During the O’Bannon/Kernan years, Jennifer Kurtz studied Indiana’s broadband infrastructure for the state. Today, she is manager and associate director for strategic relations at the Purdue University Center for Education, Research, Information, Assurance and Security, or CERIAS. Davis’ move from politics into telecommunications makes sense, Kurtz said.
“With her background, that’s a great move. She not only has the state government, but the municipal experience in Indianapolis. And having been at Cummins for years, she understands the role telecommunications has to play, and what it does to a company’s bottom line if they can’t control those costs,” Kurtz said.
Even though Global Access Point is based in South Bend, Davis plans to keep her residence in Indianapolis. She’ll commute there each Wednesday through Friday, she said, staying virtually connected the rest of the week.
South Bend is Kernan’s neck of the woods. Davis said he’s not involved in the business. But she said her former boss has been helpful making introductions to key people in South Bend.
Despite her excitement about returning to the private sector, Davis didn’t rule out another stab at politics. Democrats would happily embrace whatever decision she makes, said Indiana Democratic Party Executive Director Mike Edmonson.

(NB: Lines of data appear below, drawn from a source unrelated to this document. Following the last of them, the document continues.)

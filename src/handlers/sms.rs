//! Bulk SMS delivery of survey links, configuration status and test sends.

use axum::{
    extract::{State, rejection::JsonRejection},
    http::HeaderMap,
    response::Json,
};
use serde::{Deserialize, Serialize};
use utoipa::ToSchema;
use uuid::Uuid;

use crate::error::ApiError;
use crate::links::{OriginSources, survey_url};
use crate::models::employee::Model as EmployeeModel;
use crate::models::survey_token::TokenChannel;
use crate::repositories::{
    ClientRepository, DEFAULT_TTL_DAYS, EmployeeRepository, IssueToken, SurveyTokenRepository,
};
use crate::server::AppState;
use crate::sms::{render_message, validate_e164, validate_test_number, with_sender};

/// Link path used by test sends; it never maps to a real token
const TEST_SURVEY_PATH: &str = "/survey/test-demo";

#[derive(Debug, Deserialize, ToSchema)]
pub struct SmsBatchRequest {
    pub client_id: Uuid,
    /// Message template; `{{link}}` and `{{first_name}}` are substituted
    #[schema(example = "Hi {{first_name}}, your weekly check-in: {{link}}")]
    pub message: Option<String>,
    /// Origin for survey links; overrides the configured public URL
    pub base_url: Option<String>,
}

/// One employee the batch could not reach
#[derive(Debug, Serialize, Deserialize, ToSchema)]
pub struct SmsDeliveryError {
    pub employee_id: Uuid,
    pub error: String,
}

#[derive(Debug, Serialize, Deserialize, ToSchema)]
pub struct SmsBatchResponse {
    pub ok: bool,
    pub sent: u32,
    pub failed: u32,
    pub errors: Vec<SmsDeliveryError>,
}

#[derive(Debug, Serialize, Deserialize, ToSchema)]
pub struct SmsStatusResponse {
    pub twilio_configured: bool,
    /// Names of the missing settings
    pub missing: Vec<String>,
}

#[derive(Debug, Deserialize, ToSchema)]
pub struct SmsTestRequest {
    /// Australian mobile in E.164 form
    #[schema(example = "+61412345678")]
    pub phone: String,
    pub message: Option<String>,
}

#[derive(Debug, Serialize, Deserialize, ToSchema)]
pub struct SmsTestResponse {
    pub ok: bool,
    pub to: String,
    pub sid: Option<String>,
}

async fn deliver(
    state: &AppState,
    employee: &EmployeeModel,
    origin: &str,
    template: Option<&str>,
) -> Result<(), String> {
    let phone = employee
        .phone
        .as_deref()
        .filter(|p| !p.trim().is_empty())
        .ok_or_else(|| "no phone number on record".to_string())?;
    let phone = validate_e164(phone).map_err(|e| e.to_string())?;

    let token = SurveyTokenRepository::new(&state.db)
        .issue(IssueToken {
            client_id: employee.client_id,
            employee_id: Some(employee.id),
            channel: TokenChannel::Sms,
            ttl_days: DEFAULT_TTL_DAYS,
        })
        .await
        .map_err(|e| e.to_string())?;

    let link = survey_url(origin, token.id);
    let body = with_sender(
        state.config.sms_sender_name.as_deref(),
        render_message(template, &link, employee.first_name.as_deref()),
    );

    state
        .sms
        .send(&phone, &body)
        .await
        .map(|_| ())
        .map_err(|e| e.to_string())
}

/// Issue a token and text a survey link to every active employee
#[utoipa::path(
    post,
    path = "/api/admin/sms/batch",
    security(("bearer_auth" = [])),
    request_body = SmsBatchRequest,
    responses(
        (status = 200, description = "Per-employee outcome counts", body = SmsBatchResponse),
        (status = 401, description = "Unauthorized", body = ApiError),
        (status = 404, description = "Client not found", body = ApiError),
        (status = 503, description = "SMS delivery not configured", body = ApiError)
    ),
    tag = "sms"
)]
pub async fn send_batch(
    State(state): State<AppState>,
    headers: HeaderMap,
    payload: Result<Json<SmsBatchRequest>, JsonRejection>,
) -> Result<Json<SmsBatchResponse>, ApiError> {
    let Json(request) = payload?;

    // Fail closed before any token is issued.
    state.sms.ensure_configured()?;
    ClientRepository::new(&state.db).require(request.client_id).await?;

    let employees = EmployeeRepository::new(&state.db)
        .list_active(request.client_id)
        .await?;

    let origin = OriginSources {
        base_url: request.base_url.as_deref(),
        public_url: state.config.public_url.as_deref(),
        ..Default::default()
    }
    .with_headers(&headers)
    .resolve();

    let mut sent = 0;
    let mut errors = Vec::new();
    for employee in &employees {
        match deliver(&state, employee, &origin, request.message.as_deref()).await {
            Ok(()) => sent += 1,
            Err(error) => {
                tracing::warn!(employee_id = %employee.id, error = %error, "SMS delivery failed");
                errors.push(SmsDeliveryError {
                    employee_id: employee.id,
                    error,
                });
            }
        }
    }

    tracing::info!(
        client_id = %request.client_id,
        sent,
        failed = errors.len(),
        "Completed SMS batch"
    );

    Ok(Json(SmsBatchResponse {
        ok: true,
        sent,
        failed: errors.len() as u32,
        errors,
    }))
}

/// Report whether SMS credentials are configured
#[utoipa::path(
    get,
    path = "/api/sms/status",
    security(("bearer_auth" = [])),
    responses(
        (status = 200, description = "Configuration status", body = SmsStatusResponse),
        (status = 401, description = "Unauthorized", body = ApiError)
    ),
    tag = "sms"
)]
pub async fn sms_status(State(state): State<AppState>) -> Json<SmsStatusResponse> {
    let missing = state.sms.missing_configuration();
    Json(SmsStatusResponse {
        twilio_configured: missing.is_empty(),
        missing,
    })
}

/// Send one test message to an Australian mobile
#[utoipa::path(
    post,
    path = "/api/sms/test",
    security(("bearer_auth" = [])),
    request_body = SmsTestRequest,
    responses(
        (status = 200, description = "Message accepted by the provider", body = SmsTestResponse),
        (status = 400, description = "Invalid phone number", body = ApiError),
        (status = 401, description = "Unauthorized", body = ApiError),
        (status = 502, description = "Provider rejected the message", body = ApiError),
        (status = 503, description = "SMS delivery not configured", body = ApiError)
    ),
    tag = "sms"
)]
pub async fn send_test(
    State(state): State<AppState>,
    headers: HeaderMap,
    payload: Result<Json<SmsTestRequest>, JsonRejection>,
) -> Result<Json<SmsTestResponse>, ApiError> {
    let Json(request) = payload?;

    state.sms.ensure_configured()?;
    let phone = validate_test_number(&request.phone)?;

    let origin = OriginSources {
        public_url: state.config.public_url.as_deref(),
        ..Default::default()
    }
    .with_headers(&headers)
    .resolve();
    let link = format!("{}{}", origin, TEST_SURVEY_PATH);
    let body = with_sender(
        state.config.sms_sender_name.as_deref(),
        render_message(request.message.as_deref(), &link, None),
    );

    let receipt = state.sms.send(&phone, &body).await?;

    Ok(Json(SmsTestResponse {
        ok: true,
        to: phone,
        sid: receipt.sid,
    }))
}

“I don’t think Kathy would ever do anything she wasn’t 100 percent committed to. She’s going to give everything she’s got to this job, or she wouldn’t be doing it,” Edmonson said. “Kathy Davis is a fantastic public servant. She continues to be a leader, outside of even the public sector. [But] if she made her decision that she’d want to run for something in the future, we’d welcome her with open arms.”